*Exercise description*. Below are some records; return each one exactly.

*Data shown*.
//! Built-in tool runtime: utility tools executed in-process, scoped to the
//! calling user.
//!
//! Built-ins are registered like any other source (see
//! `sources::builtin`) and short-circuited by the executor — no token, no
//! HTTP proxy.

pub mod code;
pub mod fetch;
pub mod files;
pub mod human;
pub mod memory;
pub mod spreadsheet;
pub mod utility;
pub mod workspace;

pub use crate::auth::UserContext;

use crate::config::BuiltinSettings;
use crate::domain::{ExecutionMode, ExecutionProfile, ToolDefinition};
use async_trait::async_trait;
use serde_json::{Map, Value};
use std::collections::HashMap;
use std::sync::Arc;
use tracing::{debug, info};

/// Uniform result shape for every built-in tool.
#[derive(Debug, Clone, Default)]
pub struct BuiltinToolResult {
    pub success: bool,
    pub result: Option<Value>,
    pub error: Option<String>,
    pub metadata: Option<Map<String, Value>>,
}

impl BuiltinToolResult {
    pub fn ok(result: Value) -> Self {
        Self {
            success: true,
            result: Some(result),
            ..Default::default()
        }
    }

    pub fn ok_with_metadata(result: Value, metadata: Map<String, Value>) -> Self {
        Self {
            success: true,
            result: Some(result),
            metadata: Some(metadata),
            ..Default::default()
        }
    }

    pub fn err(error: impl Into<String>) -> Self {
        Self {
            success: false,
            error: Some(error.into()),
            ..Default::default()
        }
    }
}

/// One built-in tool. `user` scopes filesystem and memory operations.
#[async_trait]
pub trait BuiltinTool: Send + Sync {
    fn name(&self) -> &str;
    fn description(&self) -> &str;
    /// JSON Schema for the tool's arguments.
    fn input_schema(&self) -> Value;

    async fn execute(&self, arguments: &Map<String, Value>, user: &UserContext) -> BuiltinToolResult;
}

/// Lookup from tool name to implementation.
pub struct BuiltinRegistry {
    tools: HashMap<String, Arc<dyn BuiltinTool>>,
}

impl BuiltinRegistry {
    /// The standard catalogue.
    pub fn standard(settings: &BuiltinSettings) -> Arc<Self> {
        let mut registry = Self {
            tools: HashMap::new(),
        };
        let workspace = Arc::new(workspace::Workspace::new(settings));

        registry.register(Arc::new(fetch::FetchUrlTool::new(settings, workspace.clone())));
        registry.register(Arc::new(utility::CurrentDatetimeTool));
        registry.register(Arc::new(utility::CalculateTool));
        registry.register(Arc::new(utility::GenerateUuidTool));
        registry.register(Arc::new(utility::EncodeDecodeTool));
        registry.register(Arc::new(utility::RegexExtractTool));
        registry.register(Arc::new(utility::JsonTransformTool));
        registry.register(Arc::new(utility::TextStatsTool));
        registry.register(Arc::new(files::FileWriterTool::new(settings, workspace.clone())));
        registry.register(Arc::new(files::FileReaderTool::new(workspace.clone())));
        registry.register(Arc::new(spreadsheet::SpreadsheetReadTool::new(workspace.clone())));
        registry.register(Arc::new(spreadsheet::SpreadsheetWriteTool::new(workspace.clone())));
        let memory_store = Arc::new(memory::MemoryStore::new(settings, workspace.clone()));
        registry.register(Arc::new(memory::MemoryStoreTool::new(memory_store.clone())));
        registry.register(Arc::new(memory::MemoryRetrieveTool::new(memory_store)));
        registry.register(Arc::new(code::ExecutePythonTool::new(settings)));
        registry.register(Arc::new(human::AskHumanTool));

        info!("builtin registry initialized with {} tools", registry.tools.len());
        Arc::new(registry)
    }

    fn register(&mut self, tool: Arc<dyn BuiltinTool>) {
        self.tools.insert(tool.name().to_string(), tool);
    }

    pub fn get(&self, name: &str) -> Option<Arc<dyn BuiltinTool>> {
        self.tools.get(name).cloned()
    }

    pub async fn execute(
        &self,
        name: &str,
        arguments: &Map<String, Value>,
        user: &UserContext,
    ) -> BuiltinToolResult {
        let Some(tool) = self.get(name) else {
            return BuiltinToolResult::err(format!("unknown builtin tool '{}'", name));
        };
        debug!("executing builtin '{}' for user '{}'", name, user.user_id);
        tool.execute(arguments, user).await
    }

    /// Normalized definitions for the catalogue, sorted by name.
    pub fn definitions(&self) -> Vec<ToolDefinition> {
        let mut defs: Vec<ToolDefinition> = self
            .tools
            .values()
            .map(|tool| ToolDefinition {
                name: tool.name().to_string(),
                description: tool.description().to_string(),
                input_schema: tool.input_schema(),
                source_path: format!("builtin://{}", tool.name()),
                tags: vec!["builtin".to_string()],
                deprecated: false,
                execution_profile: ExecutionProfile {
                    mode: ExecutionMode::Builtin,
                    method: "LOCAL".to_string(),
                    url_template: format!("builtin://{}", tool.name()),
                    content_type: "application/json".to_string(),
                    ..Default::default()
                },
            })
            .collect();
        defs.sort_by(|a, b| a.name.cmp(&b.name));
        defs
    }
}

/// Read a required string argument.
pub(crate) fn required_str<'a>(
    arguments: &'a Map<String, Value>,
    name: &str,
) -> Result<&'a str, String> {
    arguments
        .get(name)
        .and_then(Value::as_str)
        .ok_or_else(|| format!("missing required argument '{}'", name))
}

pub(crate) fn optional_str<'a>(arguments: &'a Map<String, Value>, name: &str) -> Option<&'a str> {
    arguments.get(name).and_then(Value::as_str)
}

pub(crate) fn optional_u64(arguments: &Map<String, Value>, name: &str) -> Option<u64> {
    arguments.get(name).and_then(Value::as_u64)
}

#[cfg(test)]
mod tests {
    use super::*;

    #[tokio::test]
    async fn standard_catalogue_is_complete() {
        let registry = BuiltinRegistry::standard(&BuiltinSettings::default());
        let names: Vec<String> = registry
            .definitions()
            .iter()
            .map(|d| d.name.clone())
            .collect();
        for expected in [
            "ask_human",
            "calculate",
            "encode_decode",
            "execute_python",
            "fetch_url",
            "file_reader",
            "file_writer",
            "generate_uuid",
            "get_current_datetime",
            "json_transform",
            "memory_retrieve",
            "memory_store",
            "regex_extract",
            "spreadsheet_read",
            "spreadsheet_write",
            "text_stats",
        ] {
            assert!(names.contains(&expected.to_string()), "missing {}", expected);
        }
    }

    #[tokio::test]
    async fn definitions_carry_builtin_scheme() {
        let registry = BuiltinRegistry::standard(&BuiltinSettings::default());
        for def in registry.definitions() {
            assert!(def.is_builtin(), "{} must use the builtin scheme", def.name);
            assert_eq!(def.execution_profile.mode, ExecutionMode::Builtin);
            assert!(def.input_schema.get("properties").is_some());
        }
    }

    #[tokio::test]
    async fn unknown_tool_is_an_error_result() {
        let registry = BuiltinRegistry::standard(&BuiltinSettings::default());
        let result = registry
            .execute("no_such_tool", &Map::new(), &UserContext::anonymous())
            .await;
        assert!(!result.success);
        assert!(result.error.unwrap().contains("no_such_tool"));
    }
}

*Task result*.
//! Built-in tool runtime: utility tools executed in-process, scoped to the
//! calling user.
//!
//! Built-ins are registered like any other source (see
//! `sources::builtin`) and short-circuited by the executor — no token, no
//! HTTP proxy.

pub mod code;
pub mod fetch;
pub mod files;
pub mod human;
pub mod memory;
pub mod spreadsheet;
pub mod utility;
pub mod workspace;

pub use crate::auth::UserContext;

use crate::config::BuiltinSettings;
use crate::domain::{ExecutionMode, ExecutionProfile, ToolDefinition};
use async_trait::async_trait;
use serde_json::{Map, Value};
use std::collections::HashMap;
use std::sync::Arc;
use tracing::{debug, info};

/// Uniform result shape for every built-in tool.
#[derive(Debug, Clone, Default)]
pub struct BuiltinToolResult {
    pub success: bool,
    pub result: Option<Value>,
    pub error: Option<String>,
    pub metadata: Option<Map<String, Value>>,
}

impl BuiltinToolResult {
    pub fn ok(result: Value) -> Self {
        Self {
            success: true,
            result: Some(result),
            ..Default::default()
        }
    }

    pub fn ok_with_metadata(result: Value, metadata: Map<String, Value>) -> Self {
        Self {
            success: true,
            result: Some(result),
            metadata: Some(metadata),
            ..Default::default()
        }
    }

    pub fn err(error: impl Into<String>) -> Self {
        Self {
            success: false,
            error: Some(error.into()),
            ..Default::default()
        }
    }
}

/// One built-in tool. `user` scopes filesystem and memory operations.
#[async_trait]
pub trait BuiltinTool: Send + Sync {
    fn name(&self) -> &str;
    fn description(&self) -> &str;
    /// JSON Schema for the tool's arguments.
    fn input_schema(&self) -> Value;

    async fn execute(&self, arguments: &Map<String, Value>, user: &UserContext) -> BuiltinToolResult;
}

/// Lookup from tool name to implementation.
pub struct BuiltinRegistry {
    tools: HashMap<String, Arc<dyn BuiltinTool>>,
}

impl BuiltinRegistry {
    /// The standard catalogue.
    pub fn standard(settings: &BuiltinSettings) -> Arc<Self> {
        let mut registry = Self {
            tools: HashMap::new(),
        };
        let workspace = Arc::new(workspace::Workspace::new(settings));

        registry.register(Arc::new(fetch::FetchUrlTool::new(settings, workspace.clone())));
        registry.register(Arc::new(utility::CurrentDatetimeTool));
        registry.register(Arc::new(utility::CalculateTool));
        registry.register(Arc::new(utility::GenerateUuidTool));
        registry.register(Arc::new(utility::EncodeDecodeTool));
        registry.register(Arc::new(utility::RegexExtractTool));
        registry.register(Arc::new(utility::JsonTransformTool));
        registry.register(Arc::new(utility::TextStatsTool));
        registry.register(Arc::new(files::FileWriterTool::new(settings, workspace.clone())));
        registry.register(Arc::new(files::FileReaderTool::new(workspace.clone())));
        registry.register(Arc::new(spreadsheet::SpreadsheetReadTool::new(workspace.clone())));
        registry.register(Arc::new(spreadsheet::SpreadsheetWriteTool::new(workspace.clone())));
        let memory_store = Arc::new(memory::MemoryStore::new(settings, workspace.clone()));
        registry.register(Arc::new(memory::MemoryStoreTool::new(memory_store.clone())));
        registry.register(Arc::new(memory::MemoryRetrieveTool::new(memory_store)));
        registry.register(Arc::new(code::ExecutePythonTool::new(settings)));
        registry.register(Arc::new(human::AskHumanTool));

        info!("builtin registry initialized with {} tools", registry.tools.len());
        Arc::new(registry)
    }

    fn register(&mut self, tool: Arc<dyn BuiltinTool>) {
        self.tools.insert(tool.name().to_string(), tool);
    }

    pub fn get(&self, name: &str) -> Option<Arc<dyn BuiltinTool>> {
        self.tools.get(name).cloned()
    }

    pub async fn execute(
        &self,
        name: &str,
        arguments: &Map<String, Value>,
        user: &UserContext,
    ) -> BuiltinToolResult {
        let Some(tool) = self.get(name) else {
            return BuiltinToolResult::err(format!("unknown builtin tool '{}'", name));
        };
        debug!("executing builtin '{}' for user '{}'", name, user.user_id);
        tool.execute(arguments, user).await
    }

    /// Normalized definitions for the catalogue, sorted by name.
    pub fn definitions(&self) -> Vec<ToolDefinition> {
        let mut defs: Vec<ToolDefinition> = self
            .tools
            .values()
            .map(|tool| ToolDefinition {
                name: tool.name().to_string(),
                description: tool.description().to_string(),
                input_schema: tool.input_schema(),
                source_path: format!("builtin://{}", tool.name()),
                tags: vec!["builtin".to_string()],
                deprecated: false,
                execution_profile: ExecutionProfile {
                    mode: ExecutionMode::Builtin,
                    method: "LOCAL".to_string(),
                    url_template: format!("builtin://{}", tool.name()),
                    content_type: "application/json".to_string(),
                    ..Default::default()
                },
            })
            .collect();
        defs.sort_by(|a, b| a.name.cmp(&b.name));
        defs
    }
}

/// Read a required string argument.
pub(crate) fn required_str<'a>(
    arguments: &'a Map<String, Value>,
    name: &str,
) -> Result<&'a str, String> {
    arguments
        .get(name)
        .and_then(Value::as_str)
        .ok_or_else(|| format!("missing required argument '{}'", name))
}

pub(crate) fn optional_str<'a>(arguments: &'a Map<String, Value>, name: &str) -> Option<&'a str> {
    arguments.get(name).and_then(Value::as_str)
}

pub(crate) fn optional_u64(arguments: &Map<String, Value>, name: &str) -> Option<u64> {
    arguments.get(name).and_then(Value::as_u64)
}

#[cfg(test)]
mod tests {
    use super::*;

    #[tokio::test]
    async fn standard_catalogue_is_complete() {
        let registry = BuiltinRegistry::standard(&BuiltinSettings::default());
        let names: Vec<String> = registry
            .definitions()
            .iter()
            .map(|d| d.name.clone())
            .collect();
        for expected in [
            "ask_human",
            "calculate",
            "encode_decode",
            "execute_python",
            "fetch_url",
            "file_reader",
            "file_writer",
            "generate_uuid",
            "get_current_datetime",
            "json_transform",
            "memory_retrieve",
            "memory_store",
            "regex_extract",
            "spreadsheet_read",
            "spreadsheet_write",
            "text_stats",
        ] {
            assert!(names.contains(&expected.to_string()), "missing {}", expected);
        }
    }

    #[tokio::test]
    async fn definitions_carry_builtin_scheme() {
        let registry = BuiltinRegistry::standard(&BuiltinSettings::default());
        for def in registry.definitions() {
            assert!(def.is_builtin(), "{} must use the builtin scheme", def.name);
            assert_eq!(def.execution_profile.mode, ExecutionMode::Builtin);
            assert!(def.input_schema.get("properties").is_some());
        }
    }

    #[tokio::test]
    async fn unknown_tool_is_an_error_result() {
        let registry = BuiltinRegistry::standard(&BuiltinSettings::default());
        let result = registry
            .execute("no_such_tool", &Map::new(), &UserContext::anonymous())
            .await;
        assert!(!result.success);
        assert!(result.error.unwrap().contains("no_such_tool"));
    }
}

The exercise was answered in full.